*Problem*
Read through the data and report every line in which the word "format" occurs.

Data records
######

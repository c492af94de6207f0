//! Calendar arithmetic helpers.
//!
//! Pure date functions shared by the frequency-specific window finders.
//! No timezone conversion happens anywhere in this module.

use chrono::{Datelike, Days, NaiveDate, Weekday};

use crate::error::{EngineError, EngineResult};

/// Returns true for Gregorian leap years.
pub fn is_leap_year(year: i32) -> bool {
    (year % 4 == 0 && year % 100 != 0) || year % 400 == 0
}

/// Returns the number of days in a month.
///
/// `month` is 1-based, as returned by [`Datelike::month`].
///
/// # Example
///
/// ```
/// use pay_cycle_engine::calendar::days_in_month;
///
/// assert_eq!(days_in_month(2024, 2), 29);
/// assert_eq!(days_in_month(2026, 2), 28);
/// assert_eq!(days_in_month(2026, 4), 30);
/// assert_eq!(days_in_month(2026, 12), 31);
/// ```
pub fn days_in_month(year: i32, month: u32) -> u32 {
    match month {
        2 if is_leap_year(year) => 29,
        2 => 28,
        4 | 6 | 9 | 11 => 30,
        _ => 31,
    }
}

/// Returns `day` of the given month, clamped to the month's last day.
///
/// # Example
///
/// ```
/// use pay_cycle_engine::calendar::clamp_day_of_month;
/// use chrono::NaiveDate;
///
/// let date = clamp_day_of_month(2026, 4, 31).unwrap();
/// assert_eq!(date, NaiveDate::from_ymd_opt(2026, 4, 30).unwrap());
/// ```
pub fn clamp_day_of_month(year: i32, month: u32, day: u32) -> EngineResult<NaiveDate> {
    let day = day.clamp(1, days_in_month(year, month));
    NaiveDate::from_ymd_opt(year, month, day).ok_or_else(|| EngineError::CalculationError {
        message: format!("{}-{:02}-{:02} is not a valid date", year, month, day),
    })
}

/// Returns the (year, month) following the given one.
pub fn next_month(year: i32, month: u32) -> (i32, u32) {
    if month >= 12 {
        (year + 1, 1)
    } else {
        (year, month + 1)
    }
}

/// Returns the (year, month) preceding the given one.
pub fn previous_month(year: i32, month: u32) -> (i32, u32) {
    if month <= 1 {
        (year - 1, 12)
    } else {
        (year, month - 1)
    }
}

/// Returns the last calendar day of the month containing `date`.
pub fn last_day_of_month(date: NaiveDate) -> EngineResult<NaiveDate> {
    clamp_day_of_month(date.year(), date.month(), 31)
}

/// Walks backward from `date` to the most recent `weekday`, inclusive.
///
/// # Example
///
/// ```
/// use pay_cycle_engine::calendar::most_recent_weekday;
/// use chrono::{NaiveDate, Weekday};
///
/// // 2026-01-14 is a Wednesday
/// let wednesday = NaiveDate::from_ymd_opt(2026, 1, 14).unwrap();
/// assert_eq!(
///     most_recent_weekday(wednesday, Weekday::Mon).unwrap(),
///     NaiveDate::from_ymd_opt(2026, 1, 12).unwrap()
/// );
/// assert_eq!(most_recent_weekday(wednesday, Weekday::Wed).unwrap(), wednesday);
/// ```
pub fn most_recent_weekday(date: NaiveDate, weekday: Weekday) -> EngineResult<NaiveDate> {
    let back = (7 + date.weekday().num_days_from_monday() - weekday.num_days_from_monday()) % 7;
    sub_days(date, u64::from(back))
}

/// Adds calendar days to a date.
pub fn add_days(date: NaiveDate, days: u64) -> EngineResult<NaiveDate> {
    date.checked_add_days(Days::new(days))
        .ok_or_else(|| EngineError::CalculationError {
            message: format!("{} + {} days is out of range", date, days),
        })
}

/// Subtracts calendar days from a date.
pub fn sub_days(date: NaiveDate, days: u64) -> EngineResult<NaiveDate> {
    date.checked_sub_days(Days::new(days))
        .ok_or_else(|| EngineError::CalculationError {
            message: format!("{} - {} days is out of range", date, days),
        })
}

######

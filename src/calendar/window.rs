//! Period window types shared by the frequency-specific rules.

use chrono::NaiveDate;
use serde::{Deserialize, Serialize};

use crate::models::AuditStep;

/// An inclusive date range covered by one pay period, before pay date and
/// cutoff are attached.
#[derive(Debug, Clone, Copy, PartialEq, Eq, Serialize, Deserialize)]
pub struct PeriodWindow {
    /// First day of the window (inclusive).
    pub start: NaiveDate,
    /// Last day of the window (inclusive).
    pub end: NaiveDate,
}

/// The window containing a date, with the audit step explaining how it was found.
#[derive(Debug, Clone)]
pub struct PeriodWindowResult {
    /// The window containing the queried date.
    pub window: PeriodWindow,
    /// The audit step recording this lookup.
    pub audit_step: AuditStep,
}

######

*Exercise output*
        message: format!("{}-{:02}-{:02} is not a valid date", year, month, day),
            message: format!("{} + {} days is out of range", date, days),
            message: format!("{} - {} days is out of range", date, days),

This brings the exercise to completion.